INPUT FOR THIS TASK
_ _ _ _ _
//! Dense adjacency-matrix graphs.
//!
//! Each vertex owns a row of `u64` set words. Bit `63 - (j % 64)` of word
//! `j / 64` in row `i` is set when there is an arc `i -> j`, so comparing two
//! rows word by word compares the lower-numbered neighbours first.

/// Number of set words needed to hold `n` vertices.
pub fn words_needed(n: usize) -> usize {
    n.div_ceil(64)
}

#[inline]
fn bit(j: usize) -> u64 {
    1u64 << (63 - (j % 64))
}

/// A simple graph or digraph on vertices `0..n`, loops allowed.
#[derive(Debug, Clone, PartialEq, Eq)]
pub struct Graph {
    n: usize,
    m: usize,
    directed: bool,
    rows: Vec<u64>,
}

impl Graph {
    /// An undirected graph with `n` vertices and no edges.
    pub fn new(n: usize) -> Self {
        let m = words_needed(n);
        Self {
            n,
            m,
            directed: false,
            rows: vec![0; n * m],
        }
    }

    /// A directed graph with `n` vertices and no arcs.
    pub fn new_directed(n: usize) -> Self {
        Self {
            directed: true,
            ..Self::new(n)
        }
    }

    pub fn order(&self) -> usize {
        self.n
    }

    pub fn is_directed(&self) -> bool {
        self.directed
    }

    /// Words per row.
    pub fn row_words(&self) -> usize {
        self.m
    }

    pub fn row(&self, v: usize) -> &[u64] {
        &self.rows[v * self.m..(v + 1) * self.m]
    }

    /// All rows concatenated; two graphs of equal order compare by this slice.
    pub fn words(&self) -> &[u64] {
        &self.rows
    }

    pub fn has_edge(&self, u: usize, v: usize) -> bool {
        self.rows[u * self.m + v / 64] & bit(v) != 0
    }

    /// Add the arc `u -> v`, and `v -> u` as well if the graph is undirected.
    pub fn add_edge(&mut self, u: usize, v: usize) {
        self.add_arc(u, v);
        if !self.directed {
            self.add_arc(v, u);
        }
    }

    /// Add only the arc `u -> v`.
    pub fn add_arc(&mut self, u: usize, v: usize) {
        self.rows[u * self.m + v / 64] |= bit(v);
    }

    /// Out-neighbours of `v` in increasing order.
    pub fn neighbours(&self, v: usize) -> impl Iterator<Item = usize> + '_ {
        self.row(v).iter().enumerate().flat_map(|(w, &word)| {
            let mut word = word;
            std::iter::from_fn(move || {
                if word == 0 {
                    return None;
                }
                let lead = word.leading_zeros() as usize;
                word &= !(1u64 << (63 - lead));
                Some(w * 64 + lead)
            })
        })
    }

    pub fn out_degree(&self, v: usize) -> usize {
        self.row(v).iter().map(|w| w.count_ones() as usize).sum()
    }

    pub fn loop_count(&self) -> usize {
        (0..self.n).filter(|&v| self.has_edge(v, v)).count()
    }

    /// Edges for undirected graphs (each counted once, loops included),
    /// arcs for directed ones.
    pub fn edge_count(&self) -> usize {
        if self.directed {
            return (0..self.n).map(|v| self.out_degree(v)).sum();
        }
        (0..self.n)
            .map(|v| self.neighbours(v).filter(|&w| w >= v).count())
            .sum()
    }

    /// The graph with all arcs reversed.
    pub fn transpose(&self) -> Graph {
        let mut t = Graph {
            n: self.n,
            m: self.m,
            directed: self.directed,
            rows: vec![0; self.rows.len()],
        };
        for u in 0..self.n {
            for v in self.neighbours(u) {
                t.add_arc(v, u);
            }
        }
        t
    }

    /// Relabel so that vertex `i` of the result is vertex `lab[i]` of `self`.
    ///
    /// `lab` must be a permutation of `0..n`.
    pub fn relabel(&self, lab: &[usize]) -> Graph {
        debug_assert_eq!(lab.len(), self.n);
        let mut position = vec![0usize; self.n];
        for (i, &v) in lab.iter().enumerate() {
            position[v] = i;
        }
        let mut h = Graph {
            n: self.n,
            m: self.m,
            directed: self.directed,
            rows: vec![0; self.rows.len()],
        };
        for (i, &v) in lab.iter().enumerate() {
            for w in self.neighbours(v) {
                h.add_arc(i, position[w]);
            }
        }
        h
    }
}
_ _ _ _ _
WHAT IS EXPECTED
Which lines above include the word "return"? Pick them out and copy them.

ANSWER BOX
                    return None;
            return (0..self.n).map(|v| self.out_degree(v)).sum();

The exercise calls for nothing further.